#### [DIRECTIONS FOR THIS TASK]
The answer must consist of each line below that contains the string "match".

------------------------------------

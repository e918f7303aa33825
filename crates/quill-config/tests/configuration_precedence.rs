//! Behaviour tests for layered configuration loading.

use std::cell::RefCell;
use std::ffi::OsString;
use std::fs;
use std::sync::{Mutex, MutexGuard};

use once_cell::sync::Lazy;
use ortho_config::OrthoConfig;
use rstest::fixture;
use rstest_bdd_macros::{given, scenario, then};
use tempfile::TempDir;

use quill_config::{Config, DEFAULT_DOWNLOAD_TIMEOUT_SECS, default_log_filter, default_log_format};

const TIMEOUT_ENV: &str = "QUILL_DOWNLOAD_TIMEOUT_SECS";

static ENV_MUTEX: Lazy<Mutex<()>> = Lazy::new(|| Mutex::new(()));

struct Harness {
    temp_dir: TempDir,
    cli_args: RefCell<Vec<OsString>>,
    env_overrides: RefCell<Vec<(String, Option<OsString>)>>,
    loaded: RefCell<Option<Config>>,
    error: RefCell<Option<String>>,
    _env_guard: MutexGuard<'static, ()>,
}

impl Harness {
    fn new() -> Self {
        let env_guard = ENV_MUTEX
            .lock()
            .unwrap_or_else(std::sync::PoisonError::into_inner);
        let temp_dir = match TempDir::new() {
            Ok(dir) => dir,
            Err(error) => panic!("failed to create temporary directory: {error}"),
        };
        Self {
            temp_dir,
            cli_args: RefCell::new(vec![OsString::from("quill-host")]),
            env_overrides: RefCell::new(Vec::new()),
            loaded: RefCell::new(None),
            error: RefCell::new(None),
            _env_guard: env_guard,
        }
    }

    fn write_config(&self, timeout_secs: u64) {
        let path = self.temp_dir.path().join("quill.toml");
        let toml = format!("download_timeout_secs = {timeout_secs}\n");
        if let Err(error) = fs::write(&path, toml) {
            panic!("failed to write configuration: {error}");
        }

        let mut args = self.cli_args.borrow_mut();
        args.push(OsString::from("--config-path"));
        args.push(path.into_os_string());
    }

    fn set_env(&self, key: &str, value: &str) {
        let previous = std::env::var_os(key);
        // Environment mutation is process-wide; the harness holds ENV_MUTEX and
        // restores every override in `Drop`.
        unsafe { std::env::set_var(key, value) };
        self.env_overrides
            .borrow_mut()
            .push((key.to_owned(), previous));
    }

    fn push_cli_arg(&self, arg: impl Into<OsString>) {
        self.cli_args.borrow_mut().push(arg.into());
    }

    fn load(&self) -> Config {
        if self.loaded.borrow().is_none() && self.error.borrow().is_none() {
            let args = self.cli_args.borrow().clone();
            match Config::load_from_iter(args) {
                Ok(config) => *self.loaded.borrow_mut() = Some(config),
                Err(error) => *self.error.borrow_mut() = Some(error.to_string()),
            }
        }

        if let Some(error) = self.error.borrow().as_ref() {
            panic!("configuration failed to load: {error}");
        }
        match self.loaded.borrow().as_ref() {
            Some(config) => config.clone(),
            None => panic!("configuration was not loaded"),
        }
    }
}

impl Drop for Harness {
    fn drop(&mut self) {
        let mut overrides = self.env_overrides.borrow_mut();
        while let Some((key, value)) = overrides.pop() {
            match value {
                Some(os_value) => unsafe { std::env::set_var(&key, os_value) },
                None => unsafe { std::env::remove_var(&key) },
            }
        }
    }
}

#[fixture]
fn harness() -> Harness {
    Harness::new()
}

#[given("a configuration file setting the download timeout to {secs}")]
fn given_configuration_file(harness: &Harness, secs: u64) {
    harness.write_config(secs);
}

#[given("the environment overrides the download timeout to {secs}")]
fn given_environment_override(harness: &Harness, secs: u64) {
    harness.set_env(TIMEOUT_ENV, &secs.to_string());
}

#[given("the command line sets the download timeout to {secs}")]
fn given_cli_override(harness: &Harness, secs: u64) {
    harness.push_cli_arg("--download-timeout-secs");
    harness.push_cli_arg(secs.to_string());
}

#[then("loading the configuration resolves the download timeout to {secs}")]
fn then_timeout_resolved(harness: &Harness, secs: u64) {
    let config = harness.load();
    assert_eq!(config.download_timeout_secs, secs);
}

#[then("loading the configuration applies the built-in defaults")]
fn then_defaults_applied(harness: &Harness) {
    let config = harness.load();
    assert_eq!(config.log_filter(), default_log_filter());
    assert_eq!(config.log_format(), default_log_format());
    assert_eq!(config.download_timeout_secs, DEFAULT_DOWNLOAD_TIMEOUT_SECS);
    assert!(config.plugins().is_empty());
}

#[scenario(
    path = "tests/features/configuration_precedence.feature",
    name = "Built-in defaults apply when nothing is configured"
)]
fn defaults_apply(#[from(harness)] harness: Harness) {
    drop(harness);
}

#[scenario(
    path = "tests/features/configuration_precedence.feature",
    name = "Configuration file overrides the defaults"
)]
fn file_overrides_defaults(#[from(harness)] harness: Harness) {
    drop(harness);
}

#[scenario(
    path = "tests/features/configuration_precedence.feature",
    name = "Environment overrides the configuration file"
)]
fn environment_overrides_file(#[from(harness)] harness: Harness) {
    drop(harness);
}

#[scenario(
    path = "tests/features/configuration_precedence.feature",
    name = "Command-line flags override every other layer"
)]
fn cli_overrides_everything(#[from(harness)] harness: Harness) {
    drop(harness);
}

------------------------------------

#### [OUTPUT OF THE EXERCISE]
        let temp_dir = match TempDir::new() {
            match Config::load_from_iter(args) {
        match self.loaded.borrow().as_ref() {
            match value {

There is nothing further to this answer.